**INSTRUCTIONS TO FOLLOW:** Using the entries below, write out the line with "cubic bézier segments.", the line with "3.0 * one_t2 * t", and every line in between, exactly as each is written.

**RECORDS:**

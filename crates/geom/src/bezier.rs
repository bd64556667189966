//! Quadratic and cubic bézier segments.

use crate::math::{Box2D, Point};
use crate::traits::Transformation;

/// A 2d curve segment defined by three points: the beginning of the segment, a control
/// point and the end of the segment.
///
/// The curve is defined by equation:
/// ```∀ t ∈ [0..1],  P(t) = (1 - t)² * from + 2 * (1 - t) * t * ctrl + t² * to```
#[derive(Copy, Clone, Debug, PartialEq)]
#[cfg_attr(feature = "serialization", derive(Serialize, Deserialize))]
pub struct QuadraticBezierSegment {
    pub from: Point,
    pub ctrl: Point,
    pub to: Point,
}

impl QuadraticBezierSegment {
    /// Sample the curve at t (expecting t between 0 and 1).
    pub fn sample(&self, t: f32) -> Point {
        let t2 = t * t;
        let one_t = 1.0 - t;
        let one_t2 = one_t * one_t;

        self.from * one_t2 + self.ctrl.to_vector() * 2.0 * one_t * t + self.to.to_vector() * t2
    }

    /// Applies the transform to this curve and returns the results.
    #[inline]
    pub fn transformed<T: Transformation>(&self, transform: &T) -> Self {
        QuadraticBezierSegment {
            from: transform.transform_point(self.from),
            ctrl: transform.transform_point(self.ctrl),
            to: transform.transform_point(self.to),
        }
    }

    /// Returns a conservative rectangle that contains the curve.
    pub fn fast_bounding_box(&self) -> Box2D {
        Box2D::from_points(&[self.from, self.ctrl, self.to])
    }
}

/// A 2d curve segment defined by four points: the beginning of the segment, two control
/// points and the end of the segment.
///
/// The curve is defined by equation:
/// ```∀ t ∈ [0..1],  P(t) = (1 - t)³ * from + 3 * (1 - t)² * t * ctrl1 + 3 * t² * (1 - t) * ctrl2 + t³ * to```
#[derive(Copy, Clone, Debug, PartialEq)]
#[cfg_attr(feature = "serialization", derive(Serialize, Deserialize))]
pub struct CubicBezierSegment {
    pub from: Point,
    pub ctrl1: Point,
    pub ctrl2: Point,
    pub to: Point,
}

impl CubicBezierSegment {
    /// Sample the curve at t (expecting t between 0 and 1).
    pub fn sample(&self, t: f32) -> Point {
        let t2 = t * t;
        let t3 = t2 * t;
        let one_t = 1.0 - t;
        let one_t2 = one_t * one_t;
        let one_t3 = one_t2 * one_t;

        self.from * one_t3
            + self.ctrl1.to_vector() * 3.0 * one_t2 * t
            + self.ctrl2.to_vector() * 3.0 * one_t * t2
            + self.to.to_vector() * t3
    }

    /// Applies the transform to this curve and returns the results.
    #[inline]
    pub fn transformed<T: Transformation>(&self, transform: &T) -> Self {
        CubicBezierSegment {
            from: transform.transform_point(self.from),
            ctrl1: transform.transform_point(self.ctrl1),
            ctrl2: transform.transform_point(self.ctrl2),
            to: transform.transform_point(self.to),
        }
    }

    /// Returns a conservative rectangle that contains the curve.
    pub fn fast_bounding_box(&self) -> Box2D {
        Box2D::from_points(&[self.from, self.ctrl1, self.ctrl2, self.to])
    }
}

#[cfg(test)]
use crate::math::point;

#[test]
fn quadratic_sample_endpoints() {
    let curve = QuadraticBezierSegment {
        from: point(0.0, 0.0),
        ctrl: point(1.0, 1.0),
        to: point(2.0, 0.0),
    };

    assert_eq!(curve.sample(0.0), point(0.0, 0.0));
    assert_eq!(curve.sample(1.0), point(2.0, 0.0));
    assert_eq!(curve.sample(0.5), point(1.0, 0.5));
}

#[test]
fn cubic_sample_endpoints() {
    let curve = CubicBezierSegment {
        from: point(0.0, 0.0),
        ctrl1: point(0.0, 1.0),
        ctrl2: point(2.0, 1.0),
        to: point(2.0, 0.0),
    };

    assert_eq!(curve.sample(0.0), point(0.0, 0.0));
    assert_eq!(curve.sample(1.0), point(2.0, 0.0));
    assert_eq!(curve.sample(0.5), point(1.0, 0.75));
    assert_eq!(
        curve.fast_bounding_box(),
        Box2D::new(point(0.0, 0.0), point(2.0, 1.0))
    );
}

==

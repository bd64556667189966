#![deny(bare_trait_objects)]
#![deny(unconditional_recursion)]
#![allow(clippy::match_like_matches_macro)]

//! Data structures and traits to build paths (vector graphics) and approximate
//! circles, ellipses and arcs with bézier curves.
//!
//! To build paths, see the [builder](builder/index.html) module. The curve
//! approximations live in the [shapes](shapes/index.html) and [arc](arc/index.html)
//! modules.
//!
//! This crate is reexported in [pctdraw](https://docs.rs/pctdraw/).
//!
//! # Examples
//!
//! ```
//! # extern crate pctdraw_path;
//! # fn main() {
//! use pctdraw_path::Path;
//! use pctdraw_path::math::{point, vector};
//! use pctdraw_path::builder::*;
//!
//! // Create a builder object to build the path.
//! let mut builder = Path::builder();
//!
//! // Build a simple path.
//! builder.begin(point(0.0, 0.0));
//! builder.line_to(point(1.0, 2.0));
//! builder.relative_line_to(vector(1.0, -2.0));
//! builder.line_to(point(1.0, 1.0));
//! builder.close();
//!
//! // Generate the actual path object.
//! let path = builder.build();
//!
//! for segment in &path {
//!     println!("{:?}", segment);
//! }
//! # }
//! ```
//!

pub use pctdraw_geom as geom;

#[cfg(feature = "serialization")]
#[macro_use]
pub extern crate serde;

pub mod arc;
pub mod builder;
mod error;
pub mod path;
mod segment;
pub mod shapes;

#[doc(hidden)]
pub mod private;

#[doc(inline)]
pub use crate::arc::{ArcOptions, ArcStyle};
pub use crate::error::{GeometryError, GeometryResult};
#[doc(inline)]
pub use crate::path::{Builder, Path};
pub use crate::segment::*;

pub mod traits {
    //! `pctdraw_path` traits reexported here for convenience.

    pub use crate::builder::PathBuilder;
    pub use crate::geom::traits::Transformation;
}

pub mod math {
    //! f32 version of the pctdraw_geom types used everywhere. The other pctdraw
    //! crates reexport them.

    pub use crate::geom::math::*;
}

* * *

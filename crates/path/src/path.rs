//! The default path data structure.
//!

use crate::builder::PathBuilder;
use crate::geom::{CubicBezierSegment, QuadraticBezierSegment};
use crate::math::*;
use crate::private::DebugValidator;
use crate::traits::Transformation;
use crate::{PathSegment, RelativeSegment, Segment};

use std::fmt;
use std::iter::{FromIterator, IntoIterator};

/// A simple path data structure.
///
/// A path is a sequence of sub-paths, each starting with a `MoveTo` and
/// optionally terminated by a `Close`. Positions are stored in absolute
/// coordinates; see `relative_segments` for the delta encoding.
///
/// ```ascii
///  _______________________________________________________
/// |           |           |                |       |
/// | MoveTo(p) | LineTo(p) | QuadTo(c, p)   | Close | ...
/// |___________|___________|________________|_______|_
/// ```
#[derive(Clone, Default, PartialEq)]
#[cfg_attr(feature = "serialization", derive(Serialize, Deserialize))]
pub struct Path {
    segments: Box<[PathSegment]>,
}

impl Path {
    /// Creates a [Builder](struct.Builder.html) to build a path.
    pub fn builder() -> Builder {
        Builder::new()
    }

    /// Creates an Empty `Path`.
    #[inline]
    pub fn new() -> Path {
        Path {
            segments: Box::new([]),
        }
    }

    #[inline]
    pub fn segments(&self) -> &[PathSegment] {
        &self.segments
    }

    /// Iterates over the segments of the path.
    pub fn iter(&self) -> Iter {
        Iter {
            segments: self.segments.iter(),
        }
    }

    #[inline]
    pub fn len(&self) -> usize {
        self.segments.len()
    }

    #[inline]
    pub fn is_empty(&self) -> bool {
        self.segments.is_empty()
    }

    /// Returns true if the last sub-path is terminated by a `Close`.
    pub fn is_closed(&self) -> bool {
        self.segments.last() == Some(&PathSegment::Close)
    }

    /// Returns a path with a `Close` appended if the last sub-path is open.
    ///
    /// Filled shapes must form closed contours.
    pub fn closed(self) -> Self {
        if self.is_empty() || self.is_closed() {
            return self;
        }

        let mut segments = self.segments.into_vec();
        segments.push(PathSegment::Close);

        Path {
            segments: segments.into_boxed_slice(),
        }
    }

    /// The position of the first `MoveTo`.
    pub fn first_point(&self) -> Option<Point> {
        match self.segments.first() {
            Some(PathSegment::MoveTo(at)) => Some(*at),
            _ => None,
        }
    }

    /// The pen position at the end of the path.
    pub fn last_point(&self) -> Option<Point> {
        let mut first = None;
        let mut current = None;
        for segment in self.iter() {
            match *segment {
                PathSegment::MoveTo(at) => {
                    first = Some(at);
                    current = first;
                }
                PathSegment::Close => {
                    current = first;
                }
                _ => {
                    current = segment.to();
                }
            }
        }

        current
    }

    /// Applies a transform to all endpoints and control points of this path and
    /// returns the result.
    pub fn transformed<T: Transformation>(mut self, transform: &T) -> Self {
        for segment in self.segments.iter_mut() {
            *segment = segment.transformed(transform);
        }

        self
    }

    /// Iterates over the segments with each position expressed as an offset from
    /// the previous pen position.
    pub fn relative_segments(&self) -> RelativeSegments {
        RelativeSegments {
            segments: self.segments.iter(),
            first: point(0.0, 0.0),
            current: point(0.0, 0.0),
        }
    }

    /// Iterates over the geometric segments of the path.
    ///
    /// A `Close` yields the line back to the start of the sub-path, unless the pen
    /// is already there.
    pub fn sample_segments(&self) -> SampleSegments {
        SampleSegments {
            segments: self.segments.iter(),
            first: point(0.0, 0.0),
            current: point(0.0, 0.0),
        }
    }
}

**SOLVED EXERCISE:**
//! Quadratic and cubic bézier segments.

use crate::math::{Box2D, Point};
use crate::traits::Transformation;

/// A 2d curve segment defined by three points: the beginning of the segment, a control
/// point and the end of the segment.
///
/// The curve is defined by equation:
/// ```∀ t ∈ [0..1],  P(t) = (1 - t)² * from + 2 * (1 - t) * t * ctrl + t² * to```
#[derive(Copy, Clone, Debug, PartialEq)]
#[cfg_attr(feature = "serialization", derive(Serialize, Deserialize))]
pub struct QuadraticBezierSegment {
    pub from: Point,
    pub ctrl: Point,
    pub to: Point,
}

impl QuadraticBezierSegment {
    /// Sample the curve at t (expecting t between 0 and 1).
    pub fn sample(&self, t: f32) -> Point {
        let t2 = t * t;
        let one_t = 1.0 - t;
        let one_t2 = one_t * one_t;

        self.from * one_t2 + self.ctrl.to_vector() * 2.0 * one_t * t + self.to.to_vector() * t2
    }

    /// Applies the transform to this curve and returns the results.
    #[inline]
    pub fn transformed<T: Transformation>(&self, transform: &T) -> Self {
        QuadraticBezierSegment {
            from: transform.transform_point(self.from),
            ctrl: transform.transform_point(self.ctrl),
            to: transform.transform_point(self.to),
        }
    }

    /// Returns a conservative rectangle that contains the curve.
    pub fn fast_bounding_box(&self) -> Box2D {
        Box2D::from_points(&[self.from, self.ctrl, self.to])
    }
}

/// A 2d curve segment defined by four points: the beginning of the segment, two control
/// points and the end of the segment.
///
/// The curve is defined by equation:
/// ```∀ t ∈ [0..1],  P(t) = (1 - t)³ * from + 3 * (1 - t)² * t * ctrl1 + 3 * t² * (1 - t) * ctrl2 + t³ * to```
#[derive(Copy, Clone, Debug, PartialEq)]
#[cfg_attr(feature = "serialization", derive(Serialize, Deserialize))]
pub struct CubicBezierSegment {
    pub from: Point,
    pub ctrl1: Point,
    pub ctrl2: Point,
    pub to: Point,
}

impl CubicBezierSegment {
    /// Sample the curve at t (expecting t between 0 and 1).
    pub fn sample(&self, t: f32) -> Point {
        let t2 = t * t;
        let t3 = t2 * t;
        let one_t = 1.0 - t;
        let one_t2 = one_t * one_t;
        let one_t3 = one_t2 * one_t;

        self.from * one_t3
            + self.ctrl1.to_vector() * 3.0 * one_t2 * t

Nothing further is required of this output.